Depuis la création de la Coupe du Monde, le football fait l'objet de nouveaux débats médiatiques. Premièrement, de nombreuses enquêtes soupçonnent que l'organisation de cette compétition internationale soit au coeur de plusieurs scandales comme par exemple la corruption, les pots-de-vin et des abus de pouvoir. Le nouveau terme de FIFAGATE ne surprend plus personne. Récemment, le Qatar a été choisi pour organiser la prochaine édition en 2022. Bien évidemment, tout laisse à penser que le procédé d'attribution des voix ne s'est pas fait dans les règles de l'art. L'étrange issue de ce vote a provoqué de nombreuses réactions de contestations et d'indignations de la part des plus grands experts du football. Ceci étant, nous exclurons de notre analyse le problème des conditions d'attribution de la Coupe du Monde et des suspicions de corruption en tout genre, tant les informations disponibles sont maigres en raison des enquêtes encore en cours. En revanche, nous analyserons les dessous de l'organisation de la compétition. Comment le Qatar va-t-il relever le défi ? Quels sont les moyens mis en oeuvre ? Le tournoi cacherait-il une réalité que l'on connaît peu ?
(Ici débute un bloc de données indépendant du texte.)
//! Fixed-rate driver for control loops
//!
//! Drives a [`ControlLoop`] implementor against a measurement source and an
//! actuator sink at a fixed tick rate, with timing statistics and graceful
//! shutdown. Robot frameworks that already provide a periodic task can skip
//! this and call [`ControlLoop::calculate`] directly.

use parking_lot::Mutex;
use std::sync::atomic::{AtomicBool, Ordering};
use std::sync::Arc;
use std::thread::{self, JoinHandle};
use std::time::{Duration, Instant};

use super::ControlLoop;
use crate::{Error, Result};

/// Configuration for a fixed-rate loop
#[derive(Debug, Clone)]
pub struct LoopConfig {
    /// Target tick rate in Hz
    pub rate_hz: f64,
    /// Name for logging/debugging
    pub name: Arc<str>,
    /// Whether to warn on timing overruns
    pub warn_on_overrun: bool,
    /// Maximum acceptable jitter coefficient before warning (e.g., 0.1 = 10%)
    pub max_jitter_ratio: f64,
}

impl Default for LoopConfig {
    fn default() -> Self {
        Self {
            rate_hz: 50.0,
            name: "control_loop".into(),
            warn_on_overrun: true,
            max_jitter_ratio: 0.1,
        }
    }
}

impl LoopConfig {
    /// Create a new config with the given tick rate
    pub fn new(rate_hz: f64) -> Self {
        Self {
            rate_hz,
            ..Default::default()
        }
    }

    /// Set the loop name
    pub fn with_name(mut self, name: impl Into<Arc<str>>) -> Self {
        self.name = name.into();
        self
    }

    /// Get the target tick period
    pub fn period(&self) -> Duration {
        Duration::from_secs_f64(1.0 / self.rate_hz)
    }

    fn validate(&self) -> Result<()> {
        // Guards the division in period(); from_secs_f64 panics on non-finite
        if !self.rate_hz.is_finite() || self.rate_hz <= 0.0 {
            return Err(Error::Config(format!(
                "{}: rate_hz must be finite and > 0, got {}",
                self.name, self.rate_hz
            )));
        }
        Ok(())
    }
}

/// Timing statistics for a running loop
///
/// Jitter is tracked with Welford's online algorithm for numerically stable
/// variance computation.
#[derive(Debug, Clone, Copy, Default)]
pub struct LoopStats {
    /// Number of completed ticks
    pub iterations: u64,
    /// Number of timing overruns
    pub overruns: u64,
    /// Total execution time across ticks
    pub total_execution_time: Duration,
    /// Maximum tick time
    pub max_iteration_time: Duration,
    /// Minimum tick time
    pub min_iteration_time: Duration,
    /// Average tick time
    pub avg_iteration_time: Duration,
    /// Last tick time
    pub last_iteration_time: Duration,
    // Welford's online algorithm state for variance
    welford_mean: f64,
    welford_m2: f64,
}

impl LoopStats {
    fn update(&mut self, execution_time: Duration, target_period: Duration) {
        self.iterations += 1;
        self.total_execution_time += execution_time;
        self.last_iteration_time = execution_time;

        let time_secs = execution_time.as_secs_f64();

        if self.iterations == 1 {
            self.min_iteration_time = execution_time;
            self.max_iteration_time = execution_time;
            self.welford_mean = time_secs;
            self.welford_m2 = 0.0;
        } else {
            self.min_iteration_time = self.min_iteration_time.min(execution_time);
            self.max_iteration_time = self.max_iteration_time.max(execution_time);

            // See: https://en.wikipedia.org/wiki/Algorithms_for_calculating_variance#Welford's_online_algorithm
            let delta = time_secs - self.welford_mean;
            self.welford_mean += delta / self.iterations as f64;
            let delta2 = time_secs - self.welford_mean;
            self.welford_m2 += delta * delta2;
        }

        // Update avg on the first tick and every 64th to avoid per-tick division
        if self.iterations == 1 || self.iterations % 64 == 0 {
            self.avg_iteration_time = self.total_execution_time.div_f64(self.iterations as f64);
        }

        if execution_time > target_period {
            self.overruns += 1;
        }
    }

    /// Get the overrun ratio (0.0 to 1.0)
    pub fn overrun_ratio(&self) -> f64 {
        if self.iterations == 0 {
            0.0
        } else {
            self.overruns as f64 / self.iterations as f64
        }
    }

    /// Get the timing range (max - min tick time)
    ///
    /// The simplest measure of timing variability, but sensitive to
    /// outliers; prefer [`jitter_std_dev`](LoopStats::jitter_std_dev).
    pub fn timing_range(&self) -> Duration {
        self.max_iteration_time
            .saturating_sub(self.min_iteration_time)
    }

    /// Get timing jitter as standard deviation (in seconds)
    ///
    /// Returns 0.0 if fewer than 2 ticks have completed.
    pub fn jitter_std_dev(&self) -> f64 {
        if self.iterations < 2 {
            0.0
        } else {
            let variance = self.welford_m2 / (self.iterations - 1) as f64;
            variance.sqrt()
        }
    }

    /// Get the coefficient of variation for timing jitter
    ///
    /// CV = std_dev / mean, a dimensionless measure comparable across loop
    /// rates. Returns 0.0 if mean is zero or fewer than 2 ticks.
    pub fn jitter_coefficient(&self) -> f64 {
        if self.iterations < 2 || self.welford_mean == 0.0 {
            0.0
        } else {
            self.jitter_std_dev() / self.welford_mean
        }
    }
}

/// Handle to a loop running on a background thread
pub struct LoopHandle {
    running: Arc<AtomicBool>,
    stats: Arc<Mutex<LoopStats>>,
    thread: Option<JoinHandle<()>>,
}

impl LoopHandle {
    /// Check if the loop is still ticking
    pub fn is_running(&self) -> bool {
        self.running.load(Ordering::Relaxed)
    }

    /// Get the current statistics
    pub fn stats(&self) -> LoopStats {
        *self.stats.lock()
    }

    /// Ask the loop to stop after its current tick
    pub fn stop(&self) {
        self.running.store(false, Ordering::Relaxed);
    }

    /// Stop and wait for the loop to finish
    pub fn join(mut self) -> Result<LoopStats> {
        self.stop();
        if let Some(handle) = self.thread.take() {
            handle
                .join()
                .map_err(|_| Error::ControlLoop("loop thread panicked".into()))?;
        }
        Ok(*self.stats.lock())
    }
}

/// Fixed-rate runner for a [`ControlLoop`]
///
/// Each tick reads a measurement, runs one `calculate` step, and applies the
/// command to the sink. The loop ends when the controller reports done or
/// the handle is stopped. Any sensor conditioning (e.g. a
/// [`RollingMedian`](crate::filter::RollingMedian)) belongs inside the
/// `read` closure.
///
/// # Example
/// ```no_run
/// use motion_core::control::{ControlLoop, LoopConfig, LoopRunner, Pid, PidConfig};
///
/// let mut pid = Pid::new(PidConfig::p(0.8).with_done_range(0.5));
/// pid.set_setpoint(90.0);
///
/// let handle = LoopRunner::spawn(
///     LoopConfig::new(50.0).with_name("turret"),
///     pid,
///     || 0.0,          // read the turret encoder
///     |_command| {},   // drive the turret motor
/// ).unwrap();
///
/// let stats = handle.join().unwrap();
/// println!("settled after {} ticks", stats.iterations);
/// ```
pub struct LoopRunner;

impl LoopRunner {
    /// Spawn a loop on a background thread
    pub fn spawn<L, R, W>(
        config: LoopConfig,
        mut controller: L,
        mut read: R,
        mut write: W,
    ) -> Result<LoopHandle>
    where
        L: ControlLoop + Send + 'static,
        R: FnMut() -> f64 + Send + 'static,
        W: FnMut(f64) + Send + 'static,
    {
        config.validate()?;

        let running = Arc::new(AtomicBool::new(true));
        let stats = Arc::new(Mutex::new(LoopStats::default()));

        let running_clone = running.clone();
        let stats_clone = stats.clone();
        let period = config.period();

        let thread = thread::spawn(move || {
            while running_clone.load(Ordering::Relaxed) {
                let tick_start = Instant::now();

                let measurement = read();
                let command = controller.calculate(measurement);
                write(command);

                let execution_time = tick_start.elapsed();
                stats_clone.lock().update(execution_time, period);

                if controller.is_done() {
                    tracing::debug!(name = %config.name, "loop settled");
                    running_clone.store(false, Ordering::Relaxed);
                    break;
                }

                if let Some(sleep_time) = period.checked_sub(execution_time) {
                    thread::sleep(sleep_time);
                } else if config.warn_on_overrun {
                    tracing::warn!(
                        "{}: tick overrun by {:?}",
                        config.name,
                        execution_time - period
                    );
                }
            }
        });

        Ok(LoopHandle {
            running,
            stats,
            thread: Some(thread),
        })
    }

    /// Run a loop on the current thread until the controller settles
    pub fn run<L, R, W>(
        config: LoopConfig,
        mut controller: L,
        mut read: R,
        mut write: W,
    ) -> Result<LoopStats>
    where
        L: ControlLoop,
        R: FnMut() -> f64,
        W: FnMut(f64),
    {
        config.validate()?;

        let period = config.period();
        let mut stats = LoopStats::default();

        loop {
            let tick_start = Instant::now();

            let measurement = read();
            let command = controller.calculate(measurement);
            write(command);

            let execution_time = tick_start.elapsed();
            stats.update(execution_time, period);

            if controller.is_done() {
                break;
            }

            if let Some(sleep_time) = period.checked_sub(execution_time) {
                thread::sleep(sleep_time);
            } else if config.warn_on_overrun {
                tracing::warn!(
                    "{}: tick overrun by {:?}",
                    config.name,
                    execution_time - period
                );
            }
        }

        if stats.jitter_coefficient() > config.max_jitter_ratio {
            tracing::warn!(
                name = %config.name,
                jitter = stats.jitter_coefficient(),
                "loop jitter above configured ratio"
            );
        }

        Ok(stats)
    }
}

#[cfg(test)]
mod tests {
    use super::*;
    use crate::control::{Pid, PidConfig};
    use std::cell::Cell;
    use std::rc::Rc;

    fn settling_pid() -> Pid {
        let config = PidConfig::p(1.0)
            .with_done_range(0.05)
            .with_min_done_cycles(2);
        let mut pid = Pid::new(config);
        pid.set_setpoint(1.0);
        pid
    }

    #[test]
    fn test_run_settles_on_first_order_plant() {
        let plant = Rc::new(Cell::new(0.0));
        let sensor = plant.clone();
        let actuator = plant.clone();

        let stats = LoopRunner::run(
            LoopConfig::new(1000.0).with_name("test_plant"),
            settling_pid(),
            move || sensor.get(),
            // Plant moves halfway to wherever the command pushes it
            move |command| actuator.set(actuator.get() + command * 0.5),
        )
        .unwrap();

        assert!(stats.iterations >= 3);
        assert!((plant.get() - 1.0).abs() <= 0.05);
    }

    #[test]
    fn test_spawn_settles_and_joins() {
        let plant = Arc::new(Mutex::new(0.0));
        let sensor = plant.clone();
        let actuator = plant.clone();

        let handle = LoopRunner::spawn(
            LoopConfig::new(1000.0),
            settling_pid(),
            move || *sensor.lock(),
            move |command| {
                let mut value = actuator.lock();
                *value += command * 0.5;
            },
        )
        .unwrap();

        let stats = handle.join().unwrap();
        assert!(stats.iterations >= 3);
        assert!((*plant.lock() - 1.0).abs() <= 0.05);
    }

    #[test]
    fn test_spawn_stop_before_settling() {
        // Fixed error of 1.0 with done_range 0: never settles on its own
        let mut pid = Pid::p(1.0);
        pid.set_setpoint(1.0);

        let handle = LoopRunner::spawn(LoopConfig::new(1000.0), pid, || 0.0, |_| {}).unwrap();

        thread::sleep(Duration::from_millis(20));
        assert!(handle.is_running());
        let stats = handle.join().unwrap();
        assert!(stats.iterations > 0);
    }

    #[test]
    fn test_invalid_rate_rejected() {
        assert!(LoopRunner::run(LoopConfig::new(0.0), Pid::p(1.0), || 0.0, |_| {}).is_err());
        assert!(
            LoopRunner::spawn(LoopConfig::new(f64::NAN), Pid::p(1.0), || 0.0, |_| {}).is_err()
        );
    }

    #[test]
    fn test_stats_accumulate() {
        let mut stats = LoopStats::default();
        let period = Duration::from_millis(10);
        stats.update(Duration::from_millis(2), period);
        stats.update(Duration::from_millis(4), period);
        stats.update(Duration::from_millis(12), period);

        assert_eq!(stats.iterations, 3);
        assert_eq!(stats.overruns, 1);
        assert_eq!(stats.min_iteration_time, Duration::from_millis(2));
        assert_eq!(stats.max_iteration_time, Duration::from_millis(12));
        assert_eq!(stats.timing_range(), Duration::from_millis(10));
        assert!(stats.jitter_std_dev() > 0.0);
        assert!((stats.overrun_ratio() - 1.0 / 3.0).abs() < 1e-12);
    }
}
Après avoir pointé du doigt l'émergence des trafics d'enfants africains comme nouveau fléau du football moderne, cette seconde sous-partie vise à analyser des nouvelles dérives encore peu connues mais, ô combien déplorables : il s'agit de la traite des travailleurs immigrés au Qatar.

Depuis l'annonce de la nomination du Qatar pour organiser cette prestigieuse compétition, réunissant la planète entière, le Qatar s'est fixé un nouveau un défi gargantuesque : rassembler toutes les conditions nécessaires pour accueillir la compétition.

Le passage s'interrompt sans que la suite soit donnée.